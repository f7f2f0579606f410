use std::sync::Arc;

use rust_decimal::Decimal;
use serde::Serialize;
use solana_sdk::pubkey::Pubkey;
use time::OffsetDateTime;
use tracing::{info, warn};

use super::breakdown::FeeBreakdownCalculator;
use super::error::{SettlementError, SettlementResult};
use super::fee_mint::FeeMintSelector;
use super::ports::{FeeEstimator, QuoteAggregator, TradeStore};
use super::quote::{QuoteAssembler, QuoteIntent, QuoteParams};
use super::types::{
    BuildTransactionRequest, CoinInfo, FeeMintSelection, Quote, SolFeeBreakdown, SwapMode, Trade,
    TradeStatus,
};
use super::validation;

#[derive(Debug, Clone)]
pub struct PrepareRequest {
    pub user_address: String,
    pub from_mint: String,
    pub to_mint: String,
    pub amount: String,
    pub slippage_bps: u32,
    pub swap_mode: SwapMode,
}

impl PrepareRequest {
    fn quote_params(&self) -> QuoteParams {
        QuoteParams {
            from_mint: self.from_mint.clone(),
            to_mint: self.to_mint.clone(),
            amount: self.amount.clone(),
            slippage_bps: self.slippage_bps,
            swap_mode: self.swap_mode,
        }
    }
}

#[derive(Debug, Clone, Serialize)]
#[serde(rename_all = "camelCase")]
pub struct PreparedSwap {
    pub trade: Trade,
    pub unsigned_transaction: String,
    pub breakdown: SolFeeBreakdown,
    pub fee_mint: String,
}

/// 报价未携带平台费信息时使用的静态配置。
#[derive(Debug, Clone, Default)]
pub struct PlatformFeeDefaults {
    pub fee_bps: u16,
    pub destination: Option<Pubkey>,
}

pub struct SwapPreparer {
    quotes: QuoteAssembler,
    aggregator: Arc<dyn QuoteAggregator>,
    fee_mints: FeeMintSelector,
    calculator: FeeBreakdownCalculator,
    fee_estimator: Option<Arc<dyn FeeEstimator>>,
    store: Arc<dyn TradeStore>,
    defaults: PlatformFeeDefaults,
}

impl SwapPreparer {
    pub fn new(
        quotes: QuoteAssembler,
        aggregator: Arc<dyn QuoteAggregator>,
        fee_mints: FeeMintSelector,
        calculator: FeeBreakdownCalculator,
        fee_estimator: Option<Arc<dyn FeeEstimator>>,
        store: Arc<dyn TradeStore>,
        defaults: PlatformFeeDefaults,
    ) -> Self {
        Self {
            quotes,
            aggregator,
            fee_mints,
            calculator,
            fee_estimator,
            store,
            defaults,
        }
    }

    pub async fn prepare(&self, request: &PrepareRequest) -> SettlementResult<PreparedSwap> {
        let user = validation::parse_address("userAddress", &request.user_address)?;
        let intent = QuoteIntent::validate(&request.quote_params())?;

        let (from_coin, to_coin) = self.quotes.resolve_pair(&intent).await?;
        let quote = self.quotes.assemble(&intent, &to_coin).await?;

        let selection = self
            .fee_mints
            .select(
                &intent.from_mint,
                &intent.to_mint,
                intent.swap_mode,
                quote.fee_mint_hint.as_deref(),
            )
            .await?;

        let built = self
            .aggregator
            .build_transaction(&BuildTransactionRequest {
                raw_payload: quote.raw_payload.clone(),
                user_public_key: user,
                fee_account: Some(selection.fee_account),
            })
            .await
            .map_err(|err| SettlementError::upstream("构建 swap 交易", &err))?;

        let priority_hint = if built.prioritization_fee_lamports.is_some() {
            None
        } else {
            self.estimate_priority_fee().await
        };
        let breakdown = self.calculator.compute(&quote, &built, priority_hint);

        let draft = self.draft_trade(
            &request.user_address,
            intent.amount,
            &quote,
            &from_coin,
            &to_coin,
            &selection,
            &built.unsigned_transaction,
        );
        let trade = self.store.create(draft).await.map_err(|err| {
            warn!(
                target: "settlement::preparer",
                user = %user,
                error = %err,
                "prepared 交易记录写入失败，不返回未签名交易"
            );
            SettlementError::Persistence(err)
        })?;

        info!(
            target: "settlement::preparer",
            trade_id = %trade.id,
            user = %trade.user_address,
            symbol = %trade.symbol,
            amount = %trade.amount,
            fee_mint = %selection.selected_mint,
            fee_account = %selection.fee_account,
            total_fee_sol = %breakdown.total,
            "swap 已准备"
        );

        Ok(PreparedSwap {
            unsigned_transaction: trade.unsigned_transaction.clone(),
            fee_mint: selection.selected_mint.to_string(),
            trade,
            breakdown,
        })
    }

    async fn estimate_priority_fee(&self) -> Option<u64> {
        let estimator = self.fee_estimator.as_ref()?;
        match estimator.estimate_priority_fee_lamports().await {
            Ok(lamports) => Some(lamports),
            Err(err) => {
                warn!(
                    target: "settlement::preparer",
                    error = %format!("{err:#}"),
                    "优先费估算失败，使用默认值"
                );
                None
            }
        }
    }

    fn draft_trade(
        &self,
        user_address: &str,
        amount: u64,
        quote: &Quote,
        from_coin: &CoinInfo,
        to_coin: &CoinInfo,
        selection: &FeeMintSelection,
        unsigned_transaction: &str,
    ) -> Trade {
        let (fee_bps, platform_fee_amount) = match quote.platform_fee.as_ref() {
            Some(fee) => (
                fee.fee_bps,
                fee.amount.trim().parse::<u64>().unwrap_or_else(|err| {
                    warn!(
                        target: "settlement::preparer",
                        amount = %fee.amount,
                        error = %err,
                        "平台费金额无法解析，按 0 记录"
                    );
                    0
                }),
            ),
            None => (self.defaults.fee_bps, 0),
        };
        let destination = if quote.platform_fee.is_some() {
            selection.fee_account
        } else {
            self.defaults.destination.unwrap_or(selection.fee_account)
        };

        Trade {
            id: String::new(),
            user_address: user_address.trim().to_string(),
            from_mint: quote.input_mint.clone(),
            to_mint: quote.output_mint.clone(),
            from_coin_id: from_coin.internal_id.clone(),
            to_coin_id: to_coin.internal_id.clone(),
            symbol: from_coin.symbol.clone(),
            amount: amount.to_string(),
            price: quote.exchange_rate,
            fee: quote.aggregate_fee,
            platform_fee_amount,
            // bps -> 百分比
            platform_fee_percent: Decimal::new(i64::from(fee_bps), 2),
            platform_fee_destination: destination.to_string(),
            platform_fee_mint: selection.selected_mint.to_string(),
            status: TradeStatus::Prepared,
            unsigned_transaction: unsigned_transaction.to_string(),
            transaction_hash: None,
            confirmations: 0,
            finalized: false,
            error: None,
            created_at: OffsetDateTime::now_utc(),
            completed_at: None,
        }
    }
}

------------------------------------------------

-- ACTIVITY --
Each line of the listing is to be duplicated exactly as it appears.

-- YOUR RESPONSE --
repository f7f2f0579606f410
use std::sync::Arc;

use rust_decimal::Decimal;
use serde::Serialize;
use solana_sdk::pubkey::Pubkey;
use time::OffsetDateTime;
use tracing::{info, warn};

use super::breakdown::FeeBreakdownCalculator;
use super::error::{SettlementError, SettlementResult};
use super::fee_mint::FeeMintSelector;
use super::ports::{FeeEstimator, QuoteAggregator, TradeStore};
use super::quote::{QuoteAssembler, QuoteIntent, QuoteParams};
use super::types::{
    BuildTransactionRequest, CoinInfo, FeeMintSelection, Quote, SolFeeBreakdown, SwapMode, Trade,
    TradeStatus,
};
use super::validation;

#[derive(Debug, Clone)]
pub struct PrepareRequest {
    pub user_address: String,
    pub from_mint: String,
    pub to_mint: String,
    pub amount: String,
    pub slippage_bps: u32,
    pub swap_mode: SwapMode,
}

impl PrepareRequest {
    fn quote_params(&self) -> QuoteParams {
        QuoteParams {
            from_mint: self.from_mint.clone(),
            to_mint: self.to_mint.clone(),
            amount: self.amount.clone(),
            slippage_bps: self.slippage_bps,
            swap_mode: self.swap_mode,
        }
    }
}

#[derive(Debug, Clone, Serialize)]
#[serde(rename_all = "camelCase")]
pub struct PreparedSwap {
    pub trade: Trade,
    pub unsigned_transaction: String,
    pub breakdown: SolFeeBreakdown,
    pub fee_mint: String,
}

/// 报价未携带平台费信息时使用的静态配置。
#[derive(Debug, Clone, Default)]
pub struct PlatformFeeDefaults {
    pub fee_bps: u16,
    pub destination: Option<Pubkey>,
}

pub struct SwapPreparer {
    quotes: QuoteAssembler,
    aggregator: Arc<dyn QuoteAggregator>,
    fee_mints: FeeMintSelector,
    calculator: FeeBreakdownCalculator,
    fee_estimator: Option<Arc<dyn FeeEstimator>>,
    store: Arc<dyn TradeStore>,
    defaults: PlatformFeeDefaults,
}

impl SwapPreparer {
    pub fn new(
        quotes: QuoteAssembler,
        aggregator: Arc<dyn QuoteAggregator>,
        fee_mints: FeeMintSelector,
        calculator: FeeBreakdownCalculator,
        fee_estimator: Option<Arc<dyn FeeEstimator>>,
        store: Arc<dyn TradeStore>,
        defaults: PlatformFeeDefaults,
    ) -> Self {
        Self {
            quotes,
            aggregator,
            fee_mints,
            calculator,
            fee_estimator,
            store,
            defaults,
        }
    }

    pub async fn prepare(&self, request: &PrepareRequest) -> SettlementResult<PreparedSwap> {
        let user = validation::parse_address("userAddress", &request.user_address)?;
        let intent = QuoteIntent::validate(&request.quote_params())?;

        let (from_coin, to_coin) = self.quotes.resolve_pair(&intent).await?;
        let quote = self.quotes.assemble(&intent, &to_coin).await?;

        let selection = self
            .fee_mints
            .select(
                &intent.from_mint,
                &intent.to_mint,
                intent.swap_mode,
                quote.fee_mint_hint.as_deref(),
            )
            .await?;

        let built = self
            .aggregator
            .build_transaction(&BuildTransactionRequest {
                raw_payload: quote.raw_payload.clone(),
                user_public_key: user,
                fee_account: Some(selection.fee_account),
            })
            .await
            .map_err(|err| SettlementError::upstream("构建 swap 交易", &err))?;

        let priority_hint = if built.prioritization_fee_lamports.is_some() {
            None
        } else {
            self.estimate_priority_fee().await
        };
        let breakdown = self.calculator.compute(&quote, &built, priority_hint);

        let draft = self.draft_trade(
            &request.user_address,
            intent.amount,
            &quote,
            &from_coin,
            &to_coin,
            &selection,
            &built.unsigned_transaction,
        );
        let trade = self.store.create(draft).await.map_err(|err| {
            warn!(
                target: "settlement::preparer",
                user = %user,
                error = %err,
                "prepared 交易记录写入失败，不返回未签名交易"
            );
            SettlementError::Persistence(err)
        })?;

        info!(
            target: "settlement::preparer",
            trade_id = %trade.id,
            user = %trade.user_address,
            symbol = %trade.symbol,
            amount = %trade.amount,
            fee_mint = %selection.selected_mint,
            fee_account = %selection.fee_account,
            total_fee_sol = %breakdown.total,
            "swap 已准备"
        );

        Ok(PreparedSwap {
            unsigned_transaction: trade.unsigned_transaction.clone(),
            fee_mint: selection.selected_mint.to_string(),
            trade,
            breakdown,
        })
    }

    async fn estimate_priority_fee(&self) -> Option<u64> {
        let estimator = self.fee_estimator.as_ref()?;
        match estimator.estimate_priority_fee_lamports().await {
            Ok(lamports) => Some(lamports),
            Err(err) => {
                warn!(
                    target: "settlement::preparer",
                    error = %format!("{err:#}"),
                    "优先费估算失败，使用默认值"
                );
                None
            }
        }
    }

    fn draft_trade(
        &self,
        user_address: &str,
        amount: u64,
        quote: &Quote,
        from_coin: &CoinInfo,
        to_coin: &CoinInfo,
        selection: &FeeMintSelection,
        unsigned_transaction: &str,
    ) -> Trade {
        let (fee_bps, platform_fee_amount) = match quote.platform_fee.as_ref() {
            Some(fee) => (
                fee.fee_bps,
                fee.amount.trim().parse::<u64>().unwrap_or_else(|err| {
                    warn!(
                        target: "settlement::preparer",
                        amount = %fee.amount,
                        error = %err,
                        "平台费金额无法解析，按 0 记录"
                    );
                    0
                }),
            ),
            None => (self.defaults.fee_bps, 0),
        };
        let destination = if quote.platform_fee.is_some() {
            selection.fee_account
        } else {
            self.defaults.destination.unwrap_or(selection.fee_account)
        };

        Trade {
            id: String::new(),
            user_address: user_address.trim().to_string(),
            from_mint: quote.input_mint.clone(),
            to_mint: quote.output_mint.clone(),
            from_coin_id: from_coin.internal_id.clone(),
            to_coin_id: to_coin.internal_id.clone(),
            symbol: from_coin.symbol.clone(),
            amount: amount.to_string(),
            price: quote.exchange_rate,
            fee: quote.aggregate_fee,
            platform_fee_amount,
            // bps -> 百分比
            platform_fee_percent: Decimal::new(i64::from(fee_bps), 2),
            platform_fee_destination: destination.to_string(),
            platform_fee_mint: selection.selected_mint.to_string(),
            status: TradeStatus::Prepared,
            unsigned_transaction: unsigned_transaction.to_string(),
            transaction_hash: None,
            confirmations: 0,
            finalized: false,
            error: None,
            created_at: OffsetDateTime::now_utc(),
            completed_at: None,
        }
    }
}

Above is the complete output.